A.Stumpf: Gut, wir wissen das heute sehr viel genauer. Nur, wenn man mich heute fragt, welchen Markt, dann meine ich, welchen Markt außerhalb dieser Spezialgebiete wie: Simulation, Verpackungsindustrie, Design. Überall dort, wo riesige Rechenleistung nötig ist. Das war von vornherein klar. Was unklar war, war, wie weit diese Zielgruppen diese Technik akzeptieren. Das kann Ihnen auch heute noch kein Mensch sagen. Es wäre doch vermessen zu sagen, wir kommen mit einem völlig neuen Betriebssystem, das ganz anders ist als bisherige Computertechnologie, und sagen, das ist unser Markt

ST-Computer: Wie weit ist die Entwicklung des ATW?

A.Stumpf: Die Grundentwicklung des Gerätes ist abgeschlossen. Es ist jetzt im Preproduction-Status. Wir bauen jetzt Entwicklungsgeräte, die höher ausgestattet sind als die normalen Endgeräte.

ST-Computer: Wenn man die Verkaufszahlen weltweit betrachtet, dann müßte ATARI keine amerikanische, sondern eher eine deutsche, zumindest aber eine europäische Firma sein.

A.Stumpf: Sicherlich, vom Umsatz her ist das richtig. Ich meine, man hat sich jetzt von dem Ballast der Federated Stores getrennt. (Anm. d. Red.: Jack Tramiel hatte 1987 die Federated Stores, eine amerikanische Computer-Ladenkette aufgekauft.) Das war aus meiner Sicht eine sehr vernünftige Entscheidung, endlich den Schlußstrich zu ziehen. Man hat diese Ladenkette komplett auf Null abgeschrieben, deswegen erscheint natürlich buchmäßig ein Riesenverlust, der aber durch ein fast gleichgroßes Barvermögen ausgeglichen ist. Dies zeigt sich auch ganz deutlich an der Reaktion der Börse. Die Aktie hat 1,50 US Dollar, das sind fast 30 Prozent, zugelegt.

ST-Computer: Europa bleibt aber auf jeden Fall umsatzstärker als Amerika?

A.Stumpf: Ich hoffe nicht, daß die Einseitigkeit Europa / USA in Zukunft so bleiben wird.
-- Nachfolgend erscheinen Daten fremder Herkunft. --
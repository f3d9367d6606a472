//! Embed selector
//!
//! Holds the raw source input typed by the user together with the active
//! [`EmbedMode`] and the most recent validation error. Each command
//! validates the input for its target mode and either transitions or
//! records why it could not.

use crate::embeds::{self, EmbedError, EmbedMode, Result};
use serde::{Deserialize, Serialize};

/// Raw URL and text entered by the user
///
/// Both fields are edited freely by the user and are never cleared or
/// rewritten by the selector.
#[derive(Debug, Clone, Default, PartialEq, Eq, Serialize, Deserialize)]
pub struct SourceInput {
    /// URL field (website or YouTube)
    pub url: String,
    /// Pasted text field
    pub text: String,
}

/// Commands accepted by the selector
#[derive(Debug, Clone, Copy, PartialEq, Eq, Hash, Serialize, Deserialize)]
#[serde(rename_all = "lowercase")]
pub enum EmbedCommand {
    /// Embed the URL as a YouTube video
    #[serde(rename = "youtube")]
    YouTube,
    /// Embed the URL as an outbound website link
    Website,
    /// Embed the pasted text
    Text,
}

impl EmbedCommand {
    /// Mode this command transitions to on success
    pub fn target(&self) -> EmbedMode {
        match self {
            EmbedCommand::YouTube => EmbedMode::YouTube,
            EmbedCommand::Website => EmbedMode::Website,
            EmbedCommand::Text => EmbedMode::Text,
        }
    }
}

/// Source embed selector state
///
/// # Example
///
/// ```
/// use app_core::embeds::{EmbedError, EmbedMode};
/// use app_core::selector::EmbedSelector;
///
/// let mut selector = EmbedSelector::new();
/// selector.set_url("https://www.youtube.com/watch?v=dQw4w9WgXcQ");
/// assert_eq!(selector.try_embed_youtube(), Ok(EmbedMode::YouTube));
///
/// selector.set_url("ftp://example.com");
/// assert_eq!(selector.try_embed_website(), Err(EmbedError::InvalidWebsiteUrl));
/// assert_eq!(selector.mode(), EmbedMode::YouTube);
/// ```
#[derive(Debug, Clone, Default, PartialEq, Eq, Serialize, Deserialize)]
#[serde(rename_all = "camelCase")]
pub struct EmbedSelector {
    source: SourceInput,
    mode: EmbedMode,
    #[serde(skip_serializing_if = "Option::is_none")]
    error: Option<EmbedError>,
}

impl EmbedSelector {
    /// Create a selector with nothing embedded and empty inputs
    pub fn new() -> Self {
        Self::default()
    }

    /// Current URL input
    pub fn url(&self) -> &str {
        &self.source.url
    }

    /// Current text input
    pub fn text(&self) -> &str {
        &self.source.text
    }

    /// Replace the URL input
    pub fn set_url(&mut self, url: impl Into<String>) {
        self.source.url = url.into();
    }

    /// Replace the text input
    pub fn set_text(&mut self, text: impl Into<String>) {
        self.source.text = text.into();
    }

    /// Active embed mode
    pub fn mode(&self) -> EmbedMode {
        self.mode
    }

    /// Error from the most recent command, if it failed
    pub fn error(&self) -> Option<EmbedError> {
        self.error
    }

    /// Embed the URL as a YouTube video
    pub fn try_embed_youtube(&mut self) -> Result<EmbedMode> {
        self.apply(EmbedCommand::YouTube)
    }

    /// Embed the URL as an outbound website link
    pub fn try_embed_website(&mut self) -> Result<EmbedMode> {
        self.apply(EmbedCommand::Website)
    }

    /// Embed the pasted text
    pub fn try_embed_text(&mut self) -> Result<EmbedMode> {
        self.apply(EmbedCommand::Text)
    }

    /// Run a command against the current input
    ///
    /// On success the mode becomes the command's target and the error is
    /// cleared. On failure the mode is left as it was and the error is set;
    /// the same error is also returned so callers can branch on it.
    pub fn apply(&mut self, command: EmbedCommand) -> Result<EmbedMode> {
        match self.validate(command) {
            Ok(()) => {
                let previous = self.mode;
                self.mode = command.target();
                self.error = None;
                tracing::debug!(from = %previous, to = %self.mode, "source embedded");
                Ok(self.mode)
            }
            Err(error) => {
                self.error = Some(error);
                tracing::debug!(mode = %self.mode, %error, ?command, "source rejected");
                Err(error)
            }
        }
    }

    fn validate(&self, command: EmbedCommand) -> Result<()> {
        let valid = match command {
            EmbedCommand::YouTube => embeds::extract_youtube_id(&self.source.url).is_some(),
            EmbedCommand::Website => embeds::is_website_url(&self.source.url),
            EmbedCommand::Text => embeds::has_text_content(&self.source.text),
        };

        if valid {
            Ok(())
        } else {
            Err(match command {
                EmbedCommand::YouTube => EmbedError::InvalidYoutubeUrl,
                EmbedCommand::Website => EmbedError::InvalidWebsiteUrl,
                EmbedCommand::Text => EmbedError::EmptyTextContent,
            })
        }
    }
}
Ich meine, nicht, daß wir in Europa schlechter werden, sondern daß die Amerikaner aufholen. Die Amerikaner haben es natürlich im Augenblick schwer, sie brauchen ein neues Produkt. Sie können nicht mit einer Maschine, die vor vier Jahren herausgekommen ist, neu in den Markt gehen, das ist Unsinn.
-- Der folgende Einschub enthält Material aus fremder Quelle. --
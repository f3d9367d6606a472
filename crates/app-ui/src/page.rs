//! Study page composition
//!
//! Builds the full page description from a [`StudySession`]: header,
//! navigation, one card per study step, and the sources sidebar.

use crate::components::{Alert, Button, ButtonColor, Checkbox, Icon, Input, Text};
use crate::presenter::{present_sidebar, SidebarContent};
use crate::theme::{self, palette, Color};
use app_state::StudySession;
use i18n::Translator;
use serde::{Deserialize, Serialize};

/// One study step card
#[derive(Debug, Clone, PartialEq, Serialize, Deserialize)]
#[serde(rename_all = "camelCase")]
pub struct StepCard {
    /// Card heading ("Step 1: Survey")
    pub heading: Text,
    /// Step icon
    pub icon: Icon,
    /// Card background
    pub background: Color,
    /// Checklist items
    pub tasks: Vec<Checkbox>,
    /// Completion summary
    pub progress: Text,
    /// Note area
    pub note: Input,
}

/// Sources sidebar
#[derive(Debug, Clone, PartialEq, Serialize, Deserialize)]
#[serde(rename_all = "camelCase")]
pub struct Sidebar {
    /// Sidebar heading
    pub heading: Text,
    /// URL field
    pub url_input: Input,
    /// Embed the URL as a YouTube video
    pub embed_youtube: Button,
    /// Embed the URL as a website link
    pub embed_website: Button,
    /// Pasted text field
    pub text_input: Input,
    /// Embed the pasted text
    pub embed_text: Button,
    /// Last validation error
    #[serde(skip_serializing_if = "Option::is_none")]
    pub error: Option<Alert>,
    /// Embedded source panel
    pub content: SidebarContent,
    /// Background of the embedded source panel
    pub content_background: Color,
}

/// The whole study page
#[derive(Debug, Clone, PartialEq, Serialize, Deserialize)]
#[serde(rename_all = "camelCase")]
pub struct PageView {
    /// Page background
    pub background: Color,
    /// Header title, drawn on the header background
    pub title: Text,
    /// Navigation buttons
    pub nav: Vec<Button>,
    /// Tasks done across all steps
    pub progress: Text,
    /// Whether every task is checked
    pub complete: bool,
    /// Step cards in order
    pub steps: Vec<StepCard>,
    /// Sources sidebar
    pub sidebar: Sidebar,
}

fn render_step(session: &StudySession, index: usize, t: &Translator) -> StepCard {
    let step = &session.steps()[index];
    let checklist = session.checklist();

    let number = (index + 1).to_string();
    let heading = t.tr_args(
        "step-heading",
        &[("number", number.as_str()), ("title", step.title.as_str())],
    );

    let tasks = step
        .tasks
        .iter()
        .enumerate()
        .map(|(task, label)| {
            Checkbox::new(step.task_id(task), label.as_str())
                .checked(checklist.is_checked(index, task))
                .on_change(format!("toggle:{}:{}", index, task))
        })
        .collect();

    let done = checklist.completed_in_step(index).to_string();
    let total = step.tasks.len().to_string();
    let progress = t.tr_args(
        "checklist-progress",
        &[("done", done.as_str()), ("total", total.as_str())],
    );

    let note_text = session.note(index).map(|n| n.text()).unwrap_or_default();

    StepCard {
        heading: Text::heading(heading, 2),
        icon: Icon::new(step.icon.as_str()),
        background: theme::step_background(step.color),
        tasks,
        progress: Text::caption(progress).with_color(palette::TEXT_SECONDARY),
        note: Input::textarea()
            .with_id(format!("note-{}", index))
            .with_placeholder(t.tr("note-placeholder"))
            .with_value(note_text)
            .on_change(format!("note:{}", index)),
    }
}

/// Build the sources sidebar
pub fn render_sidebar(session: &StudySession, t: &Translator) -> Sidebar {
    let selector = session.selector();

    Sidebar {
        heading: Text::heading(t.tr("sources-heading"), 2),
        url_input: Input::url()
            .with_id("source-url")
            .with_placeholder(t.tr("source-url-placeholder"))
            .with_value(selector.url())
            .on_change("set-url"),
        embed_youtube: Button::new(t.tr("embed-youtube"))
            .with_id("embed-youtube")
            .with_color(ButtonColor::Red)
            .with_icon("youtube")
            .on_press("embed:youtube"),
        embed_website: Button::new(t.tr("embed-website"))
            .with_id("embed-website")
            .with_color(ButtonColor::Blue)
            .with_icon("link")
            .on_press("embed:website"),
        text_input: Input::textarea()
            .with_id("source-text")
            .with_placeholder(t.tr("source-text-placeholder"))
            .with_value(selector.text())
            .on_change("set-text"),
        embed_text: Button::new(t.tr("embed-text"))
            .with_id("embed-text")
            .with_color(ButtonColor::Green)
            .on_press("embed:text"),
        error: selector.error().map(|e| Alert::error(t.tr(e.message_id()))),
        content: present_sidebar(selector.mode(), selector.url(), selector.text(), t),
        content_background: palette::SOURCE_PANEL.to_string(),
    }
}

/// Build the full page
pub fn render_page(session: &StudySession, t: &Translator) -> PageView {
    let checklist = session.checklist();
    let (done, total) = checklist.progress();
    let (done, total) = (done.to_string(), total.to_string());
    let progress = t.tr_args(
        "checklist-progress",
        &[("done", done.as_str()), ("total", total.as_str())],
    );

    PageView {
        background: palette::PAGE_BACKGROUND.to_string(),
        title: Text::heading(session.config().title.as_str(), 1)
            .with_color(palette::SURFACE)
            .with_background(palette::HEADER_BACKGROUND),
        nav: vec![Button::new(t.tr("nav-notes")).with_id("nav-notes")],
        progress: Text::caption(progress).with_color(palette::TEXT_SECONDARY),
        complete: checklist.is_complete(),
        steps: (0..session.steps().len())
            .map(|index| render_step(session, index, t))
            .collect(),
        sidebar: render_sidebar(session, t),
    }
}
ST-Computer: Ja gut, aber die Amerikaner bekommen doch jetzt ein neues Produkt, den TT.

A.Stumpf: Es gibt ein paar interessante Produkte, die typisch für den amerikanischen Markt sind, auch der neue PC Folio. Er schafft erst einmal den Basisumsatz, den man braucht, um einen so großen Markt bearbeiten zu können. Sie können diese Umsätze nehmen und aus den Erlösen ihr Marketing finanzieren. Ich meine, wir haben ja das ST Marketing auch mit den Erlösen der 8-Bit-Computer und Videospiele finanziert.

ST-Computer: Herr Stumpf, wir bedanken uns für das Interview!